Task goal: In full and without change, retype the records.
** Opening Records provided block **
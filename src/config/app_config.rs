use serde::Deserialize;

use crate::domain::semantic_cache::SemanticCacheConfig;
use crate::infrastructure::cache::CacheServerConfig;
use crate::infrastructure::embedding::{DEFAULT_EMBEDDING_MODEL, DEFAULT_OPENAI_BASE_URL};
use crate::infrastructure::observability::MetricsConfig;

/// Application configuration
#[derive(Debug, Clone, Deserialize, Default)]
pub struct AppConfig {
    #[serde(default)]
    pub semantic_cache: SemanticCacheConfig,
    #[serde(default)]
    pub cache_server: CacheServerConfig,
    #[serde(default)]
    pub embedding: EmbeddingSettings,
    #[serde(default)]
    pub vector_search: VectorSearchSettings,
    #[serde(default)]
    pub logging: LoggingConfig,
    #[serde(default)]
    pub metrics: MetricsConfig,
}

/// Embedding provider connection
#[derive(Debug, Clone, Deserialize)]
#[serde(default)]
pub struct EmbeddingSettings {
    /// Falls back to `OPENAI_API_KEY` when unset
    pub api_key: Option<String>,
    pub model: String,
    pub base_url: String,
    /// Requested (and expected) vector length
    pub dimensions: Option<usize>,
    pub timeout_secs: u64,
}

#[derive(Debug, Clone, Copy, Default, PartialEq, Eq, Deserialize)]
#[serde(rename_all = "lowercase")]
pub enum VectorSearchBackend {
    /// In-process brute-force index
    #[default]
    Memory,
    Pinecone,
}

/// Vector index connection
#[derive(Debug, Clone, Deserialize)]
#[serde(default)]
pub struct VectorSearchSettings {
    pub backend: VectorSearchBackend,
    /// Pinecone index host
    pub host: Option<String>,
    /// Falls back to `PINECONE_API_KEY` when unset
    pub api_key: Option<String>,
    pub default_namespace: Option<String>,
    pub upsert_batch_size: usize,
    pub timeout_secs: u64,
}

#[derive(Debug, Clone, Deserialize)]
#[serde(default)]
pub struct LoggingConfig {
    pub level: String,
    pub format: LogFormat,
}

#[derive(Debug, Clone, Deserialize, Default)]
#[serde(rename_all = "lowercase")]
pub enum LogFormat {
    #[default]
    Pretty,
    Json,
}

impl Default for EmbeddingSettings {
    fn default() -> Self {
        Self {
            api_key: None,
            model: DEFAULT_EMBEDDING_MODEL.to_string(),
            base_url: DEFAULT_OPENAI_BASE_URL.to_string(),
            dimensions: None,
            timeout_secs: 30,
        }
    }
}

impl EmbeddingSettings {
    pub fn resolved_api_key(&self) -> Option<String> {
        self.api_key
            .clone()
            .filter(|key| !key.is_empty())
            .or_else(|| std::env::var("OPENAI_API_KEY").ok())
    }
}

impl Default for VectorSearchSettings {
    fn default() -> Self {
        Self {
            backend: VectorSearchBackend::Memory,
            host: None,
            api_key: None,
            default_namespace: None,
            upsert_batch_size: 100,
            timeout_secs: 30,
        }
    }
}

impl VectorSearchSettings {
    pub fn resolved_api_key(&self) -> Option<String> {
        self.api_key
            .clone()
            .filter(|key| !key.is_empty())
            .or_else(|| std::env::var("PINECONE_API_KEY").ok())
    }
}

impl Default for LoggingConfig {
    fn default() -> Self {
        Self {
            level: "info".to_string(),
            format: LogFormat::default(),
        }
    }
}

impl AppConfig {
    /// Loads `config/default`, `config/local` and `APP__*` environment
    /// variables, in increasing precedence, then validates the result
    pub fn load() -> Result<Self, config::ConfigError> {
        let config = config::Config::builder()
            .add_source(config::File::with_name("config/default").required(false))
            .add_source(config::File::with_name("config/local").required(false))
            .add_source(
                config::Environment::with_prefix("APP")
                    .separator("__")
                    .try_parsing(true),
            )
            .build()?;

        let config: Self = config.try_deserialize()?;
        config.validate()?;

        Ok(config)
    }

    pub fn validate(&self) -> Result<(), config::ConfigError> {
        let invalid = |message: String| Err(config::ConfigError::Message(message));

        let threshold = self.semantic_cache.similarity_threshold;
        if !(0.0..=1.0).contains(&threshold) {
            return invalid(format!(
                "semantic_cache.similarity_threshold must be within [0, 1], got {}",
                threshold
            ));
        }

        if self.semantic_cache.embedding_ttl_secs == 0 || self.semantic_cache.search_ttl_secs == 0 {
            return invalid("semantic_cache TTLs must be greater than zero".to_string());
        }

        if let Err(e) = self.cache_server.validate() {
            return invalid(e.to_string());
        }

        if self.vector_search.upsert_batch_size == 0 {
            return invalid("vector_search.upsert_batch_size must be greater than zero".to_string());
        }

        if self.vector_search.backend == VectorSearchBackend::Pinecone {
            if self.vector_search.host.as_deref().is_none_or(str::is_empty) {
                return invalid("vector_search.host is required for the pinecone backend".to_string());
            }

            if self.vector_search.resolved_api_key().is_none() {
                return invalid(
                    "vector_search.api_key is required for the pinecone backend".to_string(),
                );
            }
        }

        Ok(())
    }
}
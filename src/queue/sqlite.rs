//! SQLite queue backend.
//!
//! One database file shared by every coordinator, worker and verifier
//! process. Membership lives in a single `items` table keyed by id, so an
//! id is in at most one of idle, pending, claimed or processed; the missing
//! channel and the inactive mark are separate columns.
//!
//! Claims carry a lease. A claim whose lease ran out (its process died or
//! hung) is returned to pending by the next pop from any process.
//!
//! Every mutation is one transaction whose first statement takes SQLite's
//! write lock, so read-then-write sequences never race across processes.
//! Blocked pops wake on in-process pushes and otherwise re-check at
//! `POLL_INTERVAL`.

use std::path::Path;
use std::time::Duration;

use async_trait::async_trait;
use chrono::{DateTime, Utc};
use sqlx::sqlite::{SqliteConnectOptions, SqliteConnection, SqliteJournalMode, SqlitePool, SqlitePoolOptions};
use sqlx::{Sqlite, Transaction};
use tokio::sync::Notify;

use crate::error::{AppError, Result};
use crate::models::{Counter, ItemId, PassRecord, PipelineStats, QueueConfig, QueueGauges, RetryRecord};
use crate::queue::{Horizons, WorkQueue};

const POLL_INTERVAL: Duration = Duration::from_millis(250);
const BUSY_TIMEOUT: Duration = Duration::from_secs(30);

const PENDING: &str = "pending";
const CLAIMED: &str = "claimed";
const PROCESSED: &str = "processed";

#[derive(Debug, Clone, Copy)]
enum Channel {
    Pending,
    Missing,
}

/// Multi-process queue backend.
pub struct SqliteQueue {
    pool: SqlitePool,
    horizons: Horizons,
    lease: Duration,
    pending_ready: Notify,
    missing_ready: Notify,
}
** Closing Records provided block **
Reply to the exercise:
filename src/config/app_config.rs
use serde::Deserialize;

use crate::domain::semantic_cache::SemanticCacheConfig;
use crate::infrastructure::cache::CacheServerConfig;
use crate::infrastructure::embedding::{DEFAULT_EMBEDDING_MODEL, DEFAULT_OPENAI_BASE_URL};
use crate::infrastructure::observability::MetricsConfig;

/// Application configuration
#[derive(Debug, Clone, Deserialize, Default)]
pub struct AppConfig {
    #[serde(default)]
    pub semantic_cache: SemanticCacheConfig,
    #[serde(default)]
    pub cache_server: CacheServerConfig,
    #[serde(default)]
    pub embedding: EmbeddingSettings,
    #[serde(default)]
    pub vector_search: VectorSearchSettings,
    #[serde(default)]
    pub logging: LoggingConfig,
    #[serde(default)]
    pub metrics: MetricsConfig,
}

/// Embedding provider connection
#[derive(Debug, Clone, Deserialize)]
#[serde(default)]
pub struct EmbeddingSettings {
    /// Falls back to `OPENAI_API_KEY` when unset
    pub api_key: Option<String>,
    pub model: String,
    pub base_url: String,
    /// Requested (and expected) vector length
    pub dimensions: Option<usize>,
    pub timeout_secs: u64,
}

#[derive(Debug, Clone, Copy, Default, PartialEq, Eq, Deserialize)]
#[serde(rename_all = "lowercase")]
pub enum VectorSearchBackend {
    /// In-process brute-force index
    #[default]
    Memory,
    Pinecone,
}

/// Vector index connection
#[derive(Debug, Clone, Deserialize)]
#[serde(default)]
pub struct VectorSearchSettings {
    pub backend: VectorSearchBackend,
    /// Pinecone index host
    pub host: Option<String>,
    /// Falls back to `PINECONE_API_KEY` when unset
    pub api_key: Option<String>,
    pub default_namespace: Option<String>,
    pub upsert_batch_size: usize,
    pub timeout_secs: u64,
}

#[derive(Debug, Clone, Deserialize)]
#[serde(default)]
pub struct LoggingConfig {
    pub level: String,
    pub format: LogFormat,
}

#[derive(Debug, Clone, Deserialize, Default)]
#[serde(rename_all = "lowercase")]
pub enum LogFormat {
    #[default]
    Pretty,
    Json,
}

impl Default for EmbeddingSettings {
    fn default() -> Self {
        Self {
            api_key: None,
            model: DEFAULT_EMBEDDING_MODEL.to_string(),
            base_url: DEFAULT_OPENAI_BASE_URL.to_string(),
            dimensions: None,
            timeout_secs: 30,
        }
    }
}

impl EmbeddingSettings {
    pub fn resolved_api_key(&self) -> Option<String> {
        self.api_key
            .clone()
            .filter(|key| !key.is_empty())
            .or_else(|| std::env::var("OPENAI_API_KEY").ok())
    }
}

impl Default for VectorSearchSettings {
    fn default() -> Self {
        Self {
            backend: VectorSearchBackend::Memory,
            host: None,
            api_key: None,
            default_namespace: None,
            upsert_batch_size: 100,
            timeout_secs: 30,
        }
    }
}

impl VectorSearchSettings {
    pub fn resolved_api_key(&self) -> Option<String> {
        self.api_key
            .clone()
            .filter(|key| !key.is_empty())
            .or_else(|| std::env::var("PINECONE_API_KEY").ok())
    }
}

impl Default for LoggingConfig {
    fn default() -> Self {
        Self {
            level: "info".to_string(),
            format: LogFormat::default(),
        }
    }
}

impl AppConfig {
    /// Loads `config/default`, `config/local` and `APP__*` environment
    /// variables, in increasing precedence, then validates the result
    pub fn load() -> Result<Self, config::ConfigError> {
        let config = config::Config::builder()
            .add_source(config::File::with_name("config/default").required(false))
            .add_source(config::File::with_name("config/local").required(false))
            .add_source(
                config::Environment::with_prefix("APP")
                    .separator("__")
                    .try_parsing(true),
            )
            .build()?;

        let config: Self = config.try_deserialize()?;
        config.validate()?;

        Ok(config)
    }

    pub fn validate(&self) -> Result<(), config::ConfigError> {
        let invalid = |message: String| Err(config::ConfigError::Message(message));

        let threshold = self.semantic_cache.similarity_threshold;
        if !(0.0..=1.0).contains(&threshold) {
            return invalid(format!(
                "semantic_cache.similarity_threshold must be within [0, 1], got {}",
                threshold
            ));
        }

        if self.semantic_cache.embedding_ttl_secs == 0 || self.semantic_cache.search_ttl_secs == 0 {
            return invalid("semantic_cache TTLs must be greater than zero".to_string());
        }

        if let Err(e) = self.cache_server.validate() {
            return invalid(e.to_string());
        }

        if self.vector_search.upsert_batch_size == 0 {
            return invalid("vector_search.upsert_batch_size must be greater than zero".to_string());
        }

        if self.vector_search.backend == VectorSearchBackend::Pinecone {
            if self.vector_search.host.as_deref().is_none_or(str::is_empty) {
                return invalid("vector_search.host is required for the pinecone backend".to_string());
            }

            if self.vector_search.resolved_api_key().is_none() {
                return invalid(
                    "vector_search.api_key is required for the pinecone backend".to_string(),
                );
            }
        }

        Ok(())
    }
}
filename src/queue/sqlite.rs
//! SQLite queue backend.
//!
//! One database file shared by every coordinator, worker and verifier
//! process. Membership lives in a single `items` table keyed by id, so an
//! id is in at most one of idle, pending, claimed or processed; the missing
//! channel and the inactive mark are separate columns.
//!
//! Claims carry a lease. A claim whose lease ran out (its process died or
//! hung) is returned to pending by the next pop from any process.
//!
//! Every mutation is one transaction whose first statement takes SQLite's
//! write lock, so read-then-write sequences never race across processes.
//! Blocked pops wake on in-process pushes and otherwise re-check at
//! `POLL_INTERVAL`.

use std::path::Path;
use std::time::Duration;

use async_trait::async_trait;
use chrono::{DateTime, Utc};
use sqlx::sqlite::{SqliteConnectOptions, SqliteConnection, SqliteJournalMode, SqlitePool, SqlitePoolOptions};
use sqlx::{Sqlite, Transaction};
use tokio::sync::Notify;

use crate::error::{AppError, Result};
use crate::models::{Counter, ItemId, PassRecord, PipelineStats, QueueConfig, QueueGauges, RetryRecord};
use crate::queue::{Horizons, WorkQueue};

const POLL_INTERVAL: Duration = Duration::from_millis(250);
const BUSY_TIMEOUT: Duration = Duration::from_secs(30);

const PENDING: &str = "pending";
const CLAIMED: &str = "claimed";
const PROCESSED: &str = "processed";

#[derive(Debug, Clone, Copy)]
enum Channel {
    Pending,
    Missing,
}

/// Multi-process queue backend.
pub struct SqliteQueue {
    pool: SqlitePool,
    horizons: Horizons,
    lease: Duration,
    pending_ready: Notify,
    missing_ready: Notify,
}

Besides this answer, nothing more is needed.